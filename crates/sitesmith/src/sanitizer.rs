//! Cleaning and validation of untrusted form text.
//!
//! None of these functions fail: unsafe content is dropped and the caller
//! receives whatever survives, possibly an empty string.

use std::collections::{HashMap, HashSet};
use std::sync::LazyLock;

use regex::Regex;
use url::Url;

/// Tags that survive [`clean_html`].
pub const ALLOWED_TAGS: [&str; 14] = [
    "a", "b", "i", "u", "em", "strong", "p", "br", "ul", "ol", "li", "h2", "h3", "img",
];

const LINK_ATTRIBUTES: [&str; 4] = ["href", "title", "rel", "target"];
const IMAGE_ATTRIBUTES: [&str; 4] = ["src", "alt", "width", "height"];

/// Longest file name produced by [`sanitize_filename`].
pub const MAX_FILENAME_LEN: usize = 120;

static IFRAME_SRC: LazyLock<Regex> =
    LazyLock::new(|| Regex::new(r#"src=["']([^"']+)["']"#).expect("valid iframe src pattern"));

static FILENAME_UNSAFE: LazyLock<Regex> =
    LazyLock::new(|| Regex::new(r"[^A-Za-z0-9._-]").expect("valid filename pattern"));

fn policy() -> ammonia::Builder<'static> {
    let mut tag_attributes = HashMap::new();
    tag_attributes.insert("a", LINK_ATTRIBUTES.into_iter().collect::<HashSet<_>>());
    tag_attributes.insert("img", IMAGE_ATTRIBUTES.into_iter().collect::<HashSet<_>>());

    let mut builder = ammonia::Builder::new();
    builder
        .tags(ALLOWED_TAGS.into_iter().collect())
        .tag_attributes(tag_attributes)
        .generic_attributes(HashSet::new())
        // `rel` is user-controlled here, so ammonia must not inject its own.
        .link_rel(None);
    builder
}

/// Strip `text` down to the allowlisted tags and attributes.
///
/// Disallowed tags are removed but their text is kept; `script` and `style`
/// are removed together with their content.
pub fn clean_html(text: &str) -> String {
    if text.is_empty() {
        return String::new();
    }
    policy().clean(text).to_string()
}

/// Rebuild a Google Maps embed from pasted iframe markup.
///
/// Only the `src` attribute of the input is kept, and only when it points at
/// a Google host or path. Anything else yields an empty string.
pub fn clean_iframe(raw: &str) -> String {
    let raw = raw.trim();
    if raw.is_empty() || !raw.contains("<iframe") {
        return String::new();
    }

    let Some(src) = IFRAME_SRC.captures(raw).and_then(|c| c.get(1)) else {
        return String::new();
    };
    let src = src.as_str();

    if !is_google_embed(src) {
        return String::new();
    }

    format!(
        r#"<iframe src="{src}" width="600" height="450" style="border:0;" loading="lazy" referrerpolicy="no-referrer-when-downgrade" allowfullscreen></iframe>"#
    )
}

fn is_google_embed(src: &str) -> bool {
    let parsed = if src.starts_with("//") {
        Url::parse(&format!("https:{src}"))
    } else {
        Url::parse(src)
    };
    let Ok(url) = parsed else {
        return false;
    };

    if !matches!(url.scheme(), "http" | "https") {
        return false;
    }

    let host = url.host_str().unwrap_or_default().to_ascii_lowercase();
    host.contains("google") || url.path().contains("google")
}

/// Whether `text` is an absolute http(s) URL with a host.
///
/// Only used to warn about a suspicious production URL.
pub fn validate_url(text: &str) -> bool {
    match Url::parse(text) {
        Ok(url) => {
            matches!(url.scheme(), "http" | "https")
                && url.host_str().is_some_and(|h| !h.is_empty())
        }
        Err(_) => false,
    }
}

/// Append a `/` unless `text` is empty or already ends with one.
pub fn ensure_trailing_slash(text: &str) -> String {
    if text.is_empty() || text.ends_with('/') {
        text.to_string()
    } else {
        format!("{text}/")
    }
}

/// Replace every character outside `[A-Za-z0-9._-]` with `_`.
pub fn sanitize_filename(name: &str) -> String {
    FILENAME_UNSAFE
        .replace_all(name, "_")
        .chars()
        .take(MAX_FILENAME_LEN)
        .collect()
}

#[cfg(test)]
mod tests {
    use super::*;
    use pretty_assertions::assert_eq;

    const MAPS_SRC: &str = "https://www.google.com/maps/embed?pb=!1m18!1m12";

    #[test]
    fn test_clean_html_empty() {
        assert_eq!(clean_html(""), "");
    }

    #[test]
    fn test_clean_html_drops_script() {
        let cleaned = clean_html("<script>alert('x')</script><p>Hello</p>");
        assert_eq!(cleaned, "<p>Hello</p>");
        assert!(!cleaned.contains("<script"));
    }

    #[test]
    fn test_clean_html_keeps_text_of_disallowed_tags() {
        assert_eq!(clean_html("<div><b>Bold</b> move</div>"), "<b>Bold</b> move");
    }

    #[test]
    fn test_clean_html_strips_event_handlers() {
        assert_eq!(
            clean_html(r#"<a href="https://example.com" onclick="steal()">Go</a>"#),
            r#"<a href="https://example.com">Go</a>"#
        );
    }

    #[test]
    fn test_clean_html_keeps_link_rel() {
        let cleaned = clean_html(r#"<a href="https://example.com" rel="nofollow">Go</a>"#);
        assert!(cleaned.contains(r#"rel="nofollow""#));
    }

    #[test]
    fn test_clean_html_restricts_image_attributes() {
        let cleaned = clean_html(r#"<img src="https://example.com/a.png" alt="A" class="hero">"#);
        assert!(cleaned.contains(r#"src="https://example.com/a.png""#));
        assert!(cleaned.contains(r#"alt="A""#));
        assert!(!cleaned.contains("class"));
    }

    #[test]
    fn test_clean_iframe_rebuilds_google_embed() {
        let raw = format!(
            r#"<iframe src="{MAPS_SRC}" width="100" height="100" onload="evil()"></iframe>"#
        );
        let cleaned = clean_iframe(&raw);
        assert!(cleaned.starts_with(&format!(r#"<iframe src="{MAPS_SRC}""#)));
        assert!(cleaned.contains(r#"width="600""#));
        assert!(cleaned.contains(r#"height="450""#));
        assert!(cleaned.contains(r#"loading="lazy""#));
        assert!(!cleaned.contains("onload"));
    }

    #[test]
    fn test_clean_iframe_accepts_single_quotes() {
        let cleaned = clean_iframe(&format!("<iframe src='{MAPS_SRC}'></iframe>"));
        assert!(cleaned.contains(MAPS_SRC));
    }

    #[test]
    fn test_clean_iframe_rejects_non_google() {
        assert_eq!(
            clean_iframe(r#"<iframe src="https://evil.example/embed"></iframe>"#),
            ""
        );
    }

    #[test]
    fn test_clean_iframe_rejects_missing_iframe_or_src() {
        assert_eq!(clean_iframe(""), "");
        assert_eq!(clean_iframe(MAPS_SRC), "");
        assert_eq!(clean_iframe("<iframe></iframe>"), "");
    }

    #[test]
    fn test_clean_iframe_rejects_script_scheme() {
        assert_eq!(
            clean_iframe(r#"<iframe src="javascript:google()"></iframe>"#),
            ""
        );
    }

    #[test]
    fn test_clean_iframe_protocol_relative() {
        let cleaned = clean_iframe(r#"<iframe src="//maps.google.com/maps?q=x"></iframe>"#);
        assert!(cleaned.contains(r#"src="//maps.google.com/maps?q=x""#));
    }

    #[test]
    fn test_validate_url() {
        assert!(validate_url("https://example.com"));
        assert!(validate_url("http://example.com/site/"));
        assert!(!validate_url("not a url"));
        assert!(!validate_url("ftp://example.com"));
        assert!(!validate_url(""));
    }

    #[test]
    fn test_ensure_trailing_slash() {
        assert_eq!(ensure_trailing_slash(""), "");
        assert_eq!(ensure_trailing_slash("https://a.io"), "https://a.io/");
        assert_eq!(ensure_trailing_slash("https://a.io/"), "https://a.io/");
    }

    #[test]
    fn test_sanitize_filename() {
        assert_eq!(sanitize_filename("red hippo/(planners).zip"), "red_hippo__planners_.zip");
        assert_eq!(sanitize_filename(&"a".repeat(300)).len(), MAX_FILENAME_LEN);
    }
}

:: What this task involves ::
Return the number of lines in the data above that include the word "path", and nothing else.

:: Exercise solution ::
2